In this assignment: You will practice designing and working with Turing machines and their variants.

Resources: To review the topics you are working with for this assignment, see the class material from Week 5 through Week 6. We will post frequently asked questions and our answers to them in a pinned Piazza post.

Reading and extra practice problems: Chapter 3. Chapter 3 exercises 3.1, 3.2.

Key Concepts: Formal definitions of Turing machines, computations of Turing machines, halting computations, implementation-level descriptions of Turing machines, high-level descriptions of Turing machines, recognizable languages, decidable languages, variants of Turing machines, enumerators, nondeterministic Turing machines, Church-Turing thesis.

For all HW assignments: Weekly homework may be done individually or in groups of up to 3 students. You may switch HW partners for different HW assignments. The lowest HW score will not be included in your overall HW average. Please ensure your name(s) and PID(s) are clearly visible on the first page of your homework submission and then upload the PDF to Gradescope. If working in a group, submit only one submission per group: one partner uploads the submission through their Gradescope account and then adds the other group member(s) to the Gradescope submission by selecting their name(s) in the “Add Group Members" dialog box. You will need to re-add your group member(s) every time you resubmit a new version of your assignment. Each homework question will be graded either for correctness (including clear and precise explanations and justifications of all answers) or fair effort completeness. You may only collaborate on HW with CSE 105 students in your group; if your group has questions about a HW problem, you may ask in drop-in help hours or post a private post (visible only to the Instructors) on Piazza.
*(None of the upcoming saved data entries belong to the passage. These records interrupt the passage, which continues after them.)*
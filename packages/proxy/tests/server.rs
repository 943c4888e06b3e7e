mod support;

use std::sync::atomic::{AtomicUsize, Ordering};
use std::sync::{Arc, Mutex};
use std::time::Duration;

use futures::future::BoxFuture;
use marvin_proxy::tls::TlsServerConfig;
use marvin_proxy::{
    BufferChain, ChannelCollector, Collector, Connection, Exchange, HandlerContext, OverloadPolicy,
    RequestHandler, Scheme, Server, ServerConfig, ServerStatsSnapshot,
};
use support::{echo_factory, loopback_listener, self_signed, wait_until};
use tokio::io::{AsyncReadExt, AsyncWriteExt};
use tokio::net::TcpStream;

fn config(max_connections: usize) -> ServerConfig {
    ServerConfig::default()
        .with_max_connections(max_connections)
        .with_heartbeat_interval_ms(20)
        .with_shutdown_grace(Duration::from_secs(2))
}

async fn roundtrip(stream: &mut TcpStream, payload: &[u8]) -> Vec<u8> {
    stream.write_all(payload).await.unwrap();
    let mut reply = vec![0u8; payload.len()];
    stream.read_exact(&mut reply).await.unwrap();
    reply
}

#[tokio::test]
async fn test_echo_and_clean_shutdown() {
    let (listener, addr) = loopback_listener().await;
    let server = Server::new(config(4), echo_factory)
        .unwrap()
        .with_signal_handling(false);
    let manager = server.manager().clone();
    let shutdown = server.shutdown_handle();
    let serving = tokio::spawn(server.serve(listener));

    let mut client = TcpStream::connect(addr).await.unwrap();
    assert_eq!(roundtrip(&mut client, b"ping").await, b"ping");
    assert_eq!(roundtrip(&mut client, b"again").await, b"again");
    assert_eq!(manager.active_count(), 1);

    shutdown.shutdown();
    serving.await.unwrap().unwrap();

    assert_eq!(manager.active_count(), 0);
    assert!(manager.verify());
    let mut rest = Vec::new();
    assert_eq!(client.read_to_end(&mut rest).await.unwrap_or(0), 0);
}

#[tokio::test]
async fn test_rejects_when_at_capacity() {
    let (listener, addr) = loopback_listener().await;
    let latest: Arc<Mutex<Option<ServerStatsSnapshot>>> = Arc::default();
    let sink = latest.clone();
    let server = Server::new(config(1), echo_factory)
        .unwrap()
        .with_signal_handling(false)
        .with_heartbeat(Arc::new(move |stats: &ServerStatsSnapshot| {
            *sink.lock().unwrap() = Some(stats.clone());
        }));
    let manager = server.manager().clone();
    let shutdown = server.shutdown_handle();
    let serving = tokio::spawn(server.serve(listener));

    let mut first = TcpStream::connect(addr).await.unwrap();
    assert_eq!(roundtrip(&mut first, b"one").await, b"one");

    let mut second = TcpStream::connect(addr).await.unwrap();
    let mut buf = [0u8; 8];
    let outcome = tokio::time::timeout(Duration::from_secs(2), second.read(&mut buf))
        .await
        .expect("rejected socket is closed promptly");
    assert!(matches!(outcome, Ok(0) | Err(_)));
    assert_eq!(manager.active_count(), 1);

    assert!(
        wait_until(|| {
            latest
                .lock()
                .unwrap()
                .as_ref()
                .is_some_and(|s| s.rejected == 1 && s.admitted == 1)
        })
        .await
    );

    drop(first);
    assert!(wait_until(|| manager.active_count() == 0).await);
    let mut third = TcpStream::connect(addr).await.unwrap();
    assert_eq!(roundtrip(&mut third, b"three").await, b"three");

    shutdown.shutdown();
    serving.await.unwrap().unwrap();
    assert!(manager.verify());
}

#[tokio::test]
async fn test_defer_waits_for_free_slot() {
    let (listener, addr) = loopback_listener().await;
    let server = Server::new(
        config(1).with_overload_policy(OverloadPolicy::Defer),
        echo_factory,
    )
    .unwrap()
    .with_signal_handling(false);
    let shutdown = server.shutdown_handle();
    let serving = tokio::spawn(server.serve(listener));

    let mut first = TcpStream::connect(addr).await.unwrap();
    assert_eq!(roundtrip(&mut first, b"one").await, b"one");

    let mut second = TcpStream::connect(addr).await.unwrap();
    second.write_all(b"two").await.unwrap();
    let mut reply = [0u8; 3];
    let waiting =
        tokio::time::timeout(Duration::from_millis(200), second.read_exact(&mut reply)).await;
    assert!(waiting.is_err(), "second client must wait while the slot is taken");

    drop(first);
    tokio::time::timeout(Duration::from_secs(2), second.read_exact(&mut reply))
        .await
        .expect("served once the slot frees")
        .unwrap();
    assert_eq!(&reply, b"two");

    shutdown.shutdown();
    serving.await.unwrap().unwrap();
}

#[tokio::test]
async fn test_shutdown_cancels_idle_sessions() {
    let (listener, addr) = loopback_listener().await;
    let server = Server::new(config(8), echo_factory)
        .unwrap()
        .with_signal_handling(false);
    let manager = server.manager().clone();
    let shutdown = server.shutdown_handle();
    let serving = tokio::spawn(server.serve(listener));

    let mut clients = Vec::new();
    for _ in 0..3 {
        clients.push(TcpStream::connect(addr).await.unwrap());
    }
    assert!(wait_until(|| manager.active_count() == 3).await);

    shutdown.shutdown();
    tokio::time::timeout(Duration::from_secs(1), serving)
        .await
        .expect("shutdown does not wait for idle clients")
        .unwrap()
        .unwrap();

    assert_eq!(manager.active_count(), 0);
    assert!(manager.verify());
    assert!(!manager.admit());
}

#[tokio::test]
async fn test_collector_receives_exchanges() {
    let (listener, addr) = loopback_listener().await;
    let (collector, mut records) = ChannelCollector::channel();
    let server = Server::new(config(2), echo_factory)
        .unwrap()
        .with_signal_handling(false)
        .with_collector(Arc::new(collector));
    let shutdown = server.shutdown_handle();
    let serving = tokio::spawn(server.serve(listener));

    let mut client = TcpStream::connect(addr).await.unwrap();
    roundtrip(&mut client, b"GET / HTTP/1.1\r\n\r\n").await;

    let record = records.recv().await.expect("one record");
    assert_eq!(record.scheme, Scheme::Http);
    assert_eq!(record.host, "127.0.0.1");
    assert_eq!(record.request, BufferChain::from("GET / HTTP/1.1\r\n\r\n"));
    assert_eq!(record.response, record.request);

    shutdown.shutdown();
    serving.await.unwrap().unwrap();
}

struct PanickingCollector {
    calls: AtomicUsize,
}

impl Collector for PanickingCollector {
    fn collect(&self, _: Scheme, _: &str, _: &BufferChain, _: &BufferChain) {
        self.calls.fetch_add(1, Ordering::SeqCst);
        panic!("collector failure");
    }
}

#[tokio::test]
async fn test_collector_panic_does_not_end_session() {
    let (listener, addr) = loopback_listener().await;
    let collector = Arc::new(PanickingCollector {
        calls: AtomicUsize::new(0),
    });
    let server = Server::new(config(2), echo_factory)
        .unwrap()
        .with_signal_handling(false)
        .with_collector(collector.clone());
    let shutdown = server.shutdown_handle();
    let serving = tokio::spawn(server.serve(listener));

    let mut client = TcpStream::connect(addr).await.unwrap();
    assert_eq!(roundtrip(&mut client, b"a").await, b"a");
    assert_eq!(roundtrip(&mut client, b"b").await, b"b");
    assert!(wait_until(|| collector.calls.load(Ordering::SeqCst) == 2).await);

    shutdown.shutdown();
    serving.await.unwrap().unwrap();
}

struct FailingHandler;

impl RequestHandler for FailingHandler {
    fn exchange<'a>(
        &'a mut self,
        _connection: &'a mut dyn Connection,
        _context: &'a HandlerContext,
    ) -> BoxFuture<'a, marvin_proxy::Result<Exchange>> {
        Box::pin(async { Err(marvin_proxy::error::transport("upstream unreachable")) })
    }
}

#[tokio::test]
async fn test_failed_session_releases_slot() {
    let (listener, addr) = loopback_listener().await;
    let factory = |_: &dyn Connection| Box::new(FailingHandler) as Box<dyn RequestHandler>;
    let server = Server::new(config(1), factory)
        .unwrap()
        .with_signal_handling(false);
    let manager = server.manager().clone();
    let shutdown = server.shutdown_handle();
    let serving = tokio::spawn(server.serve(listener));

    let mut client = TcpStream::connect(addr).await.unwrap();
    let mut buf = [0u8; 1];
    let outcome = tokio::time::timeout(Duration::from_secs(2), client.read(&mut buf))
        .await
        .unwrap();
    assert!(matches!(outcome, Ok(0) | Err(_)));
    assert!(wait_until(|| manager.active_count() == 0).await);
    assert!(manager.admit());

    shutdown.shutdown();
    serving.await.unwrap().unwrap();
}

#[tokio::test]
async fn test_tls_listener_terminates_tls() {
    let identity = self_signed("localhost");
    let (listener, addr) = loopback_listener().await;
    let (collector, mut records) = ChannelCollector::channel();
    let server = Server::new(config(2), echo_factory)
        .unwrap()
        .with_signal_handling(false)
        .with_collector(Arc::new(collector))
        .with_tls(TlsServerConfig::from_pem(&identity.cert_pem, &identity.key_pem).unwrap());
    let shutdown = server.shutdown_handle();
    let serving = tokio::spawn(server.serve(listener));

    let connector = marvin_proxy::Connector::default()
        .with_resolver(Arc::new(
            marvin_proxy::dns::StaticResolver::new().with_override("localhost", vec![addr]),
        ))
        .with_tls(&marvin_proxy::tls::TlsClientConfig::with_only_roots(identity.cert_pem))
        .unwrap();
    let mut client = connector
        .connect(Scheme::Https, "localhost", addr.port())
        .await
        .unwrap();
    client.write(&BufferChain::from("secret")).await.unwrap();

    let record = records.recv().await.expect("one record");
    assert_eq!(record.scheme, Scheme::Https);
    assert_eq!(record.host, "localhost");
    assert_eq!(record.request.to_string(), "secret");

    client.close();
    shutdown.shutdown();
    serving.await.unwrap().unwrap();
}

#[test]
fn test_invalid_config_is_rejected() {
    let err = Server::new(ServerConfig::default().with_max_connections(0), echo_factory).unwrap_err();
    assert!(err.is_config());

    let err = Server::new(ServerConfig::default().with_worker_threads(0), echo_factory).unwrap_err();
    assert!(err.is_config());
}
//! Server statistics

pub mod server_stats;

pub use server_stats::{ServerStats, ServerStatsSnapshot};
All submitted homework for this class must be typed. You can use a word processing editor if you like (Microsoft Word, Open Office, Notepad, Vim, Google Docs, etc.) but you might find it useful to take this opportunity to learn LaTeX. LaTeX is a markup language used widely in computer science and mathematics. The homework assignments are typed using LaTeX and you can use the source files as templates for typesetting your solutions. To generate state diagrams of machines, we recommend using Flap.js or JFLAP. Photographs of clearly hand-drawn diagrams may also be used. We recommend that you submit early drafts to Gradescope so that in case of any technical difficulties, at least some of your work is present. You may update your submission as many times as you’d like up to the deadline.

Integrity reminders

Problems should be solved together, not divided up between the partners. The homework is designed to give you practice with the main concepts and techniques of the course, while getting to know and learn from your classmates.
You may not collaborate on homework with anyone other than your group members. You may ask questions about the homework in office hours (of the instructor, TAs, and/or tutors) and on Piazza (as private notes viewable only to the Instructors). You cannot use any online resources about the course content other than the class material from this quarter – this is primarily to ensure that we all use consistent notation and definitions (aligned with the textbook) and also to protect the learning experience you will have when the ‘aha’ moments of solving the problem authentically happen.
Do not share written solutions or partial solutions for homework with other students in the class who are not in your group. Doing so would dilute their learning experience and detract from their success in the class.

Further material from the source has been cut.